** Opening Extracted data block **

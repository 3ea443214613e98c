//! Read-only picture of a board for the presentation layer.

use crate::card::{Card, CardId, Suit};
use crate::container::{ContainerId, Position};
use colored::Colorize;
use serde::{Deserialize, Serialize};
use std::fmt;

#[derive(Clone, Debug, PartialEq, Eq, Serialize, Deserialize)]
pub struct ContainerView {
    pub id: ContainerId,
    pub position: Position,
    pub collapsed: bool,
    /// Base first.
    pub cards: Vec<CardId>,
}

#[derive(Clone, Debug, PartialEq, Eq, Serialize, Deserialize)]
pub struct CardView {
    pub id: CardId,
    pub card: Card,
    pub container: Option<ContainerId>,
    pub next: Option<CardId>,
    pub position: Option<Position>,
}

#[derive(Clone, Copy, Debug, PartialEq, Eq, Serialize, Deserialize)]
pub struct CollapseButton {
    pub suit: Suit,
    pub enabled: bool,
}

#[derive(Clone, Debug, PartialEq, Eq, Serialize, Deserialize)]
pub struct BoardSnapshot {
    pub seed: u64,
    pub containers: Vec<ContainerView>,
    pub cards: Vec<CardView>,
    pub selected: Option<CardId>,
    pub collapse: Vec<CollapseButton>,
    pub retired_suits: Vec<Suit>,
    pub won: bool,
}

impl BoardSnapshot {
    pub fn card(&self, id: CardId) -> Option<&CardView> {
        self.cards.get(id.index())
    }

    pub fn container(&self, id: ContainerId) -> Option<&ContainerView> {
        self.containers.iter().find(|view| view.id == id)
    }

    pub fn to_json(&self) -> serde_json::Result<String> {
        serde_json::to_string(self)
    }

    fn cell(&self, card: Option<CardId>) -> String {
        let Some(view) = card.and_then(|id| self.card(id)) else {
            return "    ".to_string();
        };
        let label = format!("{:<2}{:>2}", view.card.name(), view.id.0);
        let painted = view.card.suit.paint(&label);
        if self.selected == Some(view.id) {
            painted.reversed().to_string()
        } else {
            painted.to_string()
        }
    }

    fn slot(&self, view: &ContainerView) -> String {
        if view.collapsed {
            return "[XXXX]".dimmed().to_string();
        }
        format!("[{}]", self.cell(view.cards.last().copied()))
    }
}

impl fmt::Display for BoardSnapshot {
    fn fmt(&self, f: &mut fmt::Formatter) -> fmt::Result {
        write!(f, "seed {}", self.seed)?;
        for button in &self.collapse {
            let state = if button.enabled { "ready" } else { "-" };
            write!(f, "  {}:{}", button.suit.letter(), state)?;
        }
        if self.won {
            write!(f, "  {}", "WON".green().bold())?;
        }
        writeln!(f)?;

        let (top_row, work_stacks): (Vec<&ContainerView>, Vec<&ContainerView>) = self
            .containers
            .iter()
            .partition(|view| !matches!(view.id, ContainerId::WorkStack(_)));
        top_row
            .iter()
            .try_for_each(|view| write!(f, "{:<3}{} ", view.id.to_string(), self.slot(view)))?;
        writeln!(f)?;

        work_stacks
            .iter()
            .try_for_each(|view| write!(f, "  {:<5}", view.id.to_string()))?;
        writeln!(f)?;
        let depth = work_stacks
            .iter()
            .map(|view| view.cards.len())
            .max()
            .unwrap_or_default();
        for row in 0..depth {
            work_stacks
                .iter()
                .try_for_each(|view| write!(f, " {} ", self.cell(view.cards.get(row).copied())))?;
            writeln!(f)?;
        }
        Ok(())
    }
}
//! Error types.
//!
//! Rejected moves are not errors: the board simply stays as it was. The
//! variants of [`EngineError`] describe broken internal contracts that user
//! input cannot reach once gesture targets are validated against the board.

use crate::card::CardId;
use crate::container::ContainerId;
use std::path::PathBuf;

#[derive(Clone, Debug, PartialEq, Eq, thiserror::Error)]
pub enum EngineError {
    #[error("container {container} does not own card {card}")]
    NotOwned { card: CardId, container: ContainerId },

    #[error("card {0} is not placed in any container")]
    Unplaced(CardId),

    #[error("malformed deck: {0}")]
    MalformedDeck(String),
}

#[derive(Debug, thiserror::Error)]
pub enum StatsError {
    #[error("failed to access stats file {path}: {source}")]
    Io {
        path: PathBuf,
        #[source]
        source: std::io::Error,
    },

    #[error("stats file {path} is not valid: {source}")]
    Format {
        path: PathBuf,
        #[source]
        source: serde_json::Error,
    },
}
use colored::{ColoredString, Colorize};
use serde::{Deserialize, Serialize};
use std::fmt;

/// Ranks run 1..=9 for numbered cards. Rank 0 marks a special card.
pub type Rank = u8;

pub const RANK_NONE: Rank = 0;
pub const RANK_ONE: Rank = 1;
pub const RANK_NINE: Rank = 9;

#[derive(Clone, Copy, Debug, Hash, PartialEq, Eq, PartialOrd, Ord, Serialize, Deserialize)]
pub enum Suit {
    /// Only the flower card carries no suit.
    None,
    Black,
    Red,
    Green,
}

/// The three playable suits, in deck order.
pub const SUITS: [Suit; 3] = [Suit::Black, Suit::Green, Suit::Red];

impl Suit {
    pub fn letter(self) -> char {
        match self {
            Suit::None => 'F',
            Suit::Black => 'B',
            Suit::Red => 'R',
            Suit::Green => 'G',
        }
    }

    pub fn from_letter(letter: char) -> Option<Suit> {
        match letter.to_ascii_uppercase() {
            'B' => Some(Suit::Black),
            'R' => Some(Suit::Red),
            'G' => Some(Suit::Green),
            _ => None,
        }
    }

    pub fn paint(self, text: &str) -> ColoredString {
        match self {
            Suit::None => text.magenta(),
            Suit::Black => text.bold(),
            Suit::Red => text.red(),
            Suit::Green => text.green(),
        }
    }
}

/// Stable index of a card in the board's deck arena.
#[derive(Clone, Copy, Debug, Hash, PartialEq, Eq, PartialOrd, Ord, Serialize, Deserialize)]
pub struct CardId(pub u8);

impl CardId {
    pub fn index(self) -> usize {
        self.0 as usize
    }
}

impl fmt::Display for CardId {
    fn fmt(&self, f: &mut fmt::Formatter) -> fmt::Result {
        write!(f, "#{}", self.0)
    }
}

/// Identity of a card. Placement (container, next card) lives in the deck arena.
#[derive(Clone, Copy, Debug, Hash, PartialEq, Eq, Serialize, Deserialize)]
pub struct Card {
    pub rank: Rank,
    pub suit: Suit,
}

impl Card {
    pub const FLOWER: Card = Card {
        rank: RANK_NONE,
        suit: Suit::None,
    };

    pub const fn new(rank: Rank, suit: Suit) -> Self {
        Self { rank, suit }
    }

    pub const fn dragon(suit: Suit) -> Self {
        Self {
            rank: RANK_NONE,
            suit,
        }
    }

    pub fn is_special(&self) -> bool {
        self.rank == RANK_NONE || self.suit == Suit::None
    }

    pub fn is_dragon(&self, suit: Suit) -> bool {
        self.suit == suit && self.rank == RANK_NONE
    }

    pub fn is_flower(&self) -> bool {
        self.suit == Suit::None && self.rank == RANK_NONE
    }

    /// Whether `other` may be stacked directly on top of `self` in a work stack.
    pub fn can_receive(&self, other: &Card) -> bool {
        if self.is_special() || other.is_special() {
            return false;
        }
        are_card_ranks_sequential(other, self) && other.suit != self.suit
    }

    pub fn name(&self) -> String {
        if self.is_flower() {
            "FL".to_string()
        } else if self.rank == RANK_NONE {
            format!("D{}", self.suit.letter())
        } else {
            format!("{}{}", self.rank, self.suit.letter())
        }
    }

    pub fn pretty_string(&self) -> String {
        self.suit.paint(&self.name()).to_string()
    }
}

impl fmt::Display for Card {
    fn fmt(&self, f: &mut fmt::Formatter) -> fmt::Result {
        write!(f, "{}", self.name())
    }
}

/// True when `lower` is a numbered card exactly one rank below `higher`.
pub fn are_card_ranks_sequential(lower: &Card, higher: &Card) -> bool {
    lower.rank != RANK_NONE && lower.rank.checked_add(1) == Some(higher.rank)
}

#[cfg(test)]
mod tests {
    use super::*;

    #[test]
    fn special_cards() {
        assert!(Card::FLOWER.is_special());
        assert!(Card::FLOWER.is_flower());
        assert!(Card::dragon(Suit::Red).is_special());
        assert!(Card::dragon(Suit::Red).is_dragon(Suit::Red));
        assert!(!Card::dragon(Suit::Red).is_dragon(Suit::Green));
        assert!(!Card::dragon(Suit::Red).is_flower());
        assert!(!Card::new(5, Suit::Red).is_special());
        assert!(!Card::FLOWER.is_dragon(Suit::Black));
    }

    #[test]
    fn can_receive_needs_lower_rank_and_different_suit() {
        let five_red = Card::new(5, Suit::Red);
        assert!(five_red.can_receive(&Card::new(4, Suit::Black)));
        assert!(five_red.can_receive(&Card::new(4, Suit::Green)));
        assert!(!five_red.can_receive(&Card::new(4, Suit::Red)));
        assert!(!five_red.can_receive(&Card::new(3, Suit::Black)));
        assert!(!five_red.can_receive(&Card::new(6, Suit::Black)));
    }

    #[test]
    fn special_cards_never_stack() {
        let two_green = Card::new(2, Suit::Green);
        assert!(!two_green.can_receive(&Card::dragon(Suit::Red)));
        assert!(!Card::dragon(Suit::Red).can_receive(&Card::new(1, Suit::Green)));
        assert!(!Card::new(1, Suit::Black).can_receive(&Card::FLOWER));
    }

    #[test]
    fn names() {
        assert_eq!(Card::new(7, Suit::Green).name(), "7G");
        assert_eq!(Card::dragon(Suit::Black).name(), "DB");
        assert_eq!(Card::FLOWER.name(), "FL");
        assert_eq!(Suit::from_letter('r'), Some(Suit::Red));
        assert_eq!(Suit::from_letter('f'), None);
    }

    #[test]
    fn top_rank_has_no_successor() {
        let top = Card::new(Rank::MAX, Suit::Red);
        assert!(!are_card_ranks_sequential(&top, &Card::new(0, Suit::Red)));
        assert!(top.can_receive(&Card::new(Rank::MAX - 1, Suit::Black)));
        assert!(!Card::new(Rank::MAX - 1, Suit::Black).can_receive(&top));
        assert!(are_card_ranks_sequential(&Card::new(8, Suit::Red), &Card::new(9, Suit::Red)));
    }
}
//! Integration tests for CRUD dispatch through the storage router.
//!
//! Built entirely on `SimStore`, so every run is deterministic. Operation
//! counters on the backends prove that exactly one backend sees traffic.

use std::sync::Arc;

use mindmap_storage::dst::SimConfig;
use mindmap_storage::router::{BackendChoice, BackendSelection, RouterError, StorageRouter};
use mindmap_storage::storage::{DocumentStore, Record, RecordStore, SimStore};

struct Fixture {
    router: StorageRouter,
    relational: Arc<SimStore>,
    document: Arc<SimStore>,
}

fn fixture(choice: BackendChoice) -> Fixture {
    let relational = Arc::new(SimStore::new(SimConfig::with_seed(42)));
    let document = Arc::new(SimStore::new(SimConfig::with_seed(43)));
    let router = StorageRouter::new(
        Arc::clone(&relational) as Arc<dyn RecordStore>,
        Some(Arc::clone(&document) as Arc<dyn DocumentStore>),
        choice,
    );
    Fixture {
        router,
        relational,
        document,
    }
}

#[tokio::test]
async fn create_then_read_round_trips_caller_fields() {
    let f = fixture(BackendSelection::Relational.into());

    let supplied = Record::new().with_field("name", "Ana").with_field("age", 29);
    let stored = f.router.create("users", &supplied).await.unwrap();

    let id = stored.id().expect("create assigns an id");
    assert!(stored.is_superset_of(&supplied));

    let fetched = f.router.read("users", id).await.unwrap().unwrap();
    assert_eq!(fetched, stored);
    assert_eq!(fetched.get_str("name"), Some("Ana"));
}

#[tokio::test]
async fn read_is_idempotent() {
    let f = fixture(BackendSelection::Relational.into());

    let stored = f
        .router
        .create("users", &Record::new().with_field("name", "Ana"))
        .await
        .unwrap();
    let id = stored.id().unwrap();

    let first = f.router.read("users", id).await.unwrap();
    let second = f.router.read("users", id).await.unwrap();
    assert_eq!(first, second);
}

#[tokio::test]
async fn update_merges_and_delete_removes() {
    let f = fixture(BackendSelection::Document.into());

    let stored = f
        .router
        .create(
            "moods",
            &Record::new().with_field("mood", "low").with_field("note", "x"),
        )
        .await
        .unwrap();
    let id = stored.id().unwrap().to_string();

    let updated = f
        .router
        .update("moods", &id, &Record::new().with_field("mood", "calm"))
        .await
        .unwrap();
    assert_eq!(updated.get_str("mood"), Some("calm"));
    assert_eq!(updated.get_str("note"), Some("x"));

    assert!(f.router.delete("moods", &id).await.unwrap());
    assert!(f.router.read("moods", &id).await.unwrap().is_none());
    assert!(!f.router.delete("moods", &id).await.unwrap());
}

#[tokio::test]
async fn relational_selection_never_touches_document_backend() {
    let f = fixture(BackendSelection::Relational.into());

    let stored = f.router.create("users", &Record::new()).await.unwrap();
    let id = stored.id().unwrap().to_string();
    f.router.read("users", &id).await.unwrap();
    f.router
        .update("users", &id, &Record::new().with_field("n", 1))
        .await
        .unwrap();
    f.router.delete("users", &id).await.unwrap();

    assert_eq!(f.relational.operation_count(), 4);
    assert_eq!(f.document.operation_count(), 0);
}

#[tokio::test]
async fn document_selection_never_touches_relational_backend() {
    let f = fixture(BackendSelection::Document.into());

    f.router.create("users", &Record::new()).await.unwrap();
    f.router.read("users", "whatever").await.unwrap();

    assert_eq!(f.relational.operation_count(), 0);
    assert_eq!(f.document.operation_count(), 2);
}

#[tokio::test]
async fn unset_selection_falls_back_to_document_backend() {
    let f = fixture(BackendChoice::Unset);

    f.router.create("users", &Record::new()).await.unwrap();

    assert_eq!(f.relational.operation_count(), 0);
    assert_eq!(f.document.operation_count(), 1);
}

#[tokio::test]
async fn unrecognized_selection_disables_routing_entirely() {
    // "mongodb" is not a known backend; with both stores attached the
    // router must refuse to route rather than fall back to a default.
    let f = fixture(BackendChoice::parse("mongodb"));

    let err = f.router.create("users", &Record::new()).await.unwrap_err();
    assert!(matches!(err, RouterError::NoDatabaseAvailable));

    assert_eq!(f.relational.operation_count(), 0);
    assert_eq!(f.document.operation_count(), 0);
}

#[tokio::test]
async fn misconfigured_router_fails_every_operation_without_io() {
    let relational = Arc::new(SimStore::new(SimConfig::with_seed(42)));
    let router = StorageRouter::new(
        Arc::clone(&relational) as Arc<dyn RecordStore>,
        None,
        BackendSelection::Document.into(),
    );

    for result in [
        router.create("users", &Record::new()).await.err(),
        router.read("users", "x").await.err(),
        router
            .update("users", "x", &Record::new())
            .await
            .err(),
        router.delete("users", "x").await.err(),
    ] {
        assert!(matches!(result, Some(RouterError::NoDatabaseAvailable)));
    }

    assert_eq!(relational.operation_count(), 0);
}

#[tokio::test]
async fn duplicate_id_surfaces_backend_error() {
    let f = fixture(BackendSelection::Relational.into());

    let data = Record::new().with_field("id", "user-7").with_field("name", "Ana");
    f.router.create("users", &data).await.unwrap();

    let err = f.router.create("users", &data).await.unwrap_err();
    assert_eq!(err.to_string(), "duplicate key: user-7");
}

** Closing Extracted data block **

**Your goal**. Identify each line in the entries with the word "bool" and copy it.

**Exercise response**.
    pub collapsed: bool,
    pub enabled: bool,
    pub won: bool,
    pub fn is_special(&self) -> bool {
    pub fn is_dragon(&self, suit: Suit) -> bool {
    pub fn is_flower(&self) -> bool {
    pub fn can_receive(&self, other: &Card) -> bool {
pub fn are_card_ranks_sequential(lower: &Card, higher: &Card) -> bool {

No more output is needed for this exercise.